Begin with the first line of the listing and quote every line through the one containing "pub const DEFAULT_DEAD_LETTER_SUFFIX: &str"; give only those lines.
= = = = =
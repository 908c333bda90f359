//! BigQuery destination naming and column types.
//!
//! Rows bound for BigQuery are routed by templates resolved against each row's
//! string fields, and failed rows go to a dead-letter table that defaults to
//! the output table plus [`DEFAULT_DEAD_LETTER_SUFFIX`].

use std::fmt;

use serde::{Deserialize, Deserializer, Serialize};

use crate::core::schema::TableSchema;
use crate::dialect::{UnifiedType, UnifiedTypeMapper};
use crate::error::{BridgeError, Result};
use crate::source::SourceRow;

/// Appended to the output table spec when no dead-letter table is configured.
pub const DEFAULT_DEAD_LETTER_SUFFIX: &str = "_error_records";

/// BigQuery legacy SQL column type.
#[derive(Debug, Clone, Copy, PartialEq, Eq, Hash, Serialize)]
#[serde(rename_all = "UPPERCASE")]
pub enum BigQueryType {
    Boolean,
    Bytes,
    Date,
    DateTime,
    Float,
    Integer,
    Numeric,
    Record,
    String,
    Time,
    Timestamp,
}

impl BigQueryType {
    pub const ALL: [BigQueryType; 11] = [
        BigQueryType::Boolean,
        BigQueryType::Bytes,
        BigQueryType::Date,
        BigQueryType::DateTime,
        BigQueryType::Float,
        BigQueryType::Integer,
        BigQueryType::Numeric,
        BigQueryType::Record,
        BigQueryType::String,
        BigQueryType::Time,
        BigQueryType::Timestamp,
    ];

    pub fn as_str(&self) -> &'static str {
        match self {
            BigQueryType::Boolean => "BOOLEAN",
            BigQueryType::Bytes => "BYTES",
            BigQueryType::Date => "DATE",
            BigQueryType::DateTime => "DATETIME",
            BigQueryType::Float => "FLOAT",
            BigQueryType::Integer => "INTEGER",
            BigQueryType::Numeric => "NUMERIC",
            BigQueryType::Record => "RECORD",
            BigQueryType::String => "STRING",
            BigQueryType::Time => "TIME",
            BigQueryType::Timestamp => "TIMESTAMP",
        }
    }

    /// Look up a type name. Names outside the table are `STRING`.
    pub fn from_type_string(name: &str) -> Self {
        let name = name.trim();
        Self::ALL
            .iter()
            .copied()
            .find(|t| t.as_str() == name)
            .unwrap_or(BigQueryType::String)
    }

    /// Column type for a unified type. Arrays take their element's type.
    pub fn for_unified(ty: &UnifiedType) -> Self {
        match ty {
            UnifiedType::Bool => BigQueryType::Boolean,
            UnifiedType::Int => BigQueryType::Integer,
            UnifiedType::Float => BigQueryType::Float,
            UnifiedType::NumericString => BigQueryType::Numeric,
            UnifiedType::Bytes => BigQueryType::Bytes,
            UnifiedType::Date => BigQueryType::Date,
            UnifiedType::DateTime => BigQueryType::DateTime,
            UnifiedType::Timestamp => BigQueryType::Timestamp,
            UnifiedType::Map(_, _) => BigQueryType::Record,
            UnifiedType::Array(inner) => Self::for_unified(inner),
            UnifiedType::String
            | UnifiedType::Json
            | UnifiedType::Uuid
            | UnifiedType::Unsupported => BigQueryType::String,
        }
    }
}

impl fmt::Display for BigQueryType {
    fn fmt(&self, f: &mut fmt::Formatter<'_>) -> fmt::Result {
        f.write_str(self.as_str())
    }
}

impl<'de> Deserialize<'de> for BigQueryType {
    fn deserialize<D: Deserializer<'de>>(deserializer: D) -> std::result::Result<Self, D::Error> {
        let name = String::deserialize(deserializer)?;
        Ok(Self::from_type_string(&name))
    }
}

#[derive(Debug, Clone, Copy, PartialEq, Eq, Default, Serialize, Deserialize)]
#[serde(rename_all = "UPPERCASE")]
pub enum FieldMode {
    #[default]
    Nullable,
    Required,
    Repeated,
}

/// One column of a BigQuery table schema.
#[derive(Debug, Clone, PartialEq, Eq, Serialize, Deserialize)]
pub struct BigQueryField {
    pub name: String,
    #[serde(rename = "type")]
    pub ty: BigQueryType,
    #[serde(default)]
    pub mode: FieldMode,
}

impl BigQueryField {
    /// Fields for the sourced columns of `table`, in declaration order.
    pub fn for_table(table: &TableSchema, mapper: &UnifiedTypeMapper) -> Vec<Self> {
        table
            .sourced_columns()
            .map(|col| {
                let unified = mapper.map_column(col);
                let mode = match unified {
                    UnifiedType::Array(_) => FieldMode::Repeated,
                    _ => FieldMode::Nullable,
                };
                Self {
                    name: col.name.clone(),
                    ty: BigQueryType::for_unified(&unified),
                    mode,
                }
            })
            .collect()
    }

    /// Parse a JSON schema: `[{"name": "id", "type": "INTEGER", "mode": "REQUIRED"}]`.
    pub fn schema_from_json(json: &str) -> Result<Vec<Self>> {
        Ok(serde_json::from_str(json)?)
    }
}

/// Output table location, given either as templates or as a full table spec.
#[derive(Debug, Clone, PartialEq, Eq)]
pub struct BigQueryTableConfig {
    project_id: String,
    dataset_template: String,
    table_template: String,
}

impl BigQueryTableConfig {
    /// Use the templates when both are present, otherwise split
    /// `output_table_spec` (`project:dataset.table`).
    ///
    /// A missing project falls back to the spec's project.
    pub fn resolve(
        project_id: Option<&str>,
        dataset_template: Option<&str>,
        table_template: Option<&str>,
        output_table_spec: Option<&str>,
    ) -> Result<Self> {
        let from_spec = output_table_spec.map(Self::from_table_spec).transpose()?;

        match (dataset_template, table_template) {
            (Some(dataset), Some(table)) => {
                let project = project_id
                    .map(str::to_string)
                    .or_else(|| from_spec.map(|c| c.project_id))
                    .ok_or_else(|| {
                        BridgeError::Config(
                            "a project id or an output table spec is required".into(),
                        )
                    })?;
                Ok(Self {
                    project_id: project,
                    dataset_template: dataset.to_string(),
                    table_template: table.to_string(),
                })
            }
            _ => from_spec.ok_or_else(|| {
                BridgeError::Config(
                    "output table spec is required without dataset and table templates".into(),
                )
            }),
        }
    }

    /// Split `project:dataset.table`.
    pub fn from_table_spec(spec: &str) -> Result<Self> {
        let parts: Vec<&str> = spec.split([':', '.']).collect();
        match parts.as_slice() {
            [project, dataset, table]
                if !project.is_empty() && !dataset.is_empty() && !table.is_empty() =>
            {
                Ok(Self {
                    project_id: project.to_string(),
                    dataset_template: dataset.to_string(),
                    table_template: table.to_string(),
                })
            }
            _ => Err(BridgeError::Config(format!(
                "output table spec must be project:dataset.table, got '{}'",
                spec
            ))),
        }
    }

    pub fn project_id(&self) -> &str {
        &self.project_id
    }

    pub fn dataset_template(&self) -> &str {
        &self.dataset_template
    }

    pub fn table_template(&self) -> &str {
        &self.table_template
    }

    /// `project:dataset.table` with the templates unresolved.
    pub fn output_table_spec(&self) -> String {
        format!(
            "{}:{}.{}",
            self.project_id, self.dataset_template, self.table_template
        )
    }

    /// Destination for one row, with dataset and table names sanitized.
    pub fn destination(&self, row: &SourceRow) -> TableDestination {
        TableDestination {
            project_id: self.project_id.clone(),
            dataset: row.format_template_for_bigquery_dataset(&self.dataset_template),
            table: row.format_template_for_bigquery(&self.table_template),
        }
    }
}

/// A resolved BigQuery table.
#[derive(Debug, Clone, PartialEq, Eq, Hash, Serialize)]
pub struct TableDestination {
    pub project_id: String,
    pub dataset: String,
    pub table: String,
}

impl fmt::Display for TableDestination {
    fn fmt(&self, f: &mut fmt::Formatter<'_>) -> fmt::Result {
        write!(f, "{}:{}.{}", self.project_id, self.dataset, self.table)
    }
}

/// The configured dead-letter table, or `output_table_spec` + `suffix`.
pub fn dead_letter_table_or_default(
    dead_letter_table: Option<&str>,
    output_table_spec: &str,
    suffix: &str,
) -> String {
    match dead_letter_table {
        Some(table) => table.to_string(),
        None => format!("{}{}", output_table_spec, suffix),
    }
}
= = = = =
EXERCISE ANSWER:
repository 908c333bda90f359
//! BigQuery destination naming and column types.
//!
//! Rows bound for BigQuery are routed by templates resolved against each row's
//! string fields, and failed rows go to a dead-letter table that defaults to
//! the output table plus [`DEFAULT_DEAD_LETTER_SUFFIX`].

use std::fmt;

use serde::{Deserialize, Deserializer, Serialize};

use crate::core::schema::TableSchema;
use crate::dialect::{UnifiedType, UnifiedTypeMapper};
use crate::error::{BridgeError, Result};
use crate::source::SourceRow;

/// Appended to the output table spec when no dead-letter table is configured.
pub const DEFAULT_DEAD_LETTER_SUFFIX: &str = "_error_records";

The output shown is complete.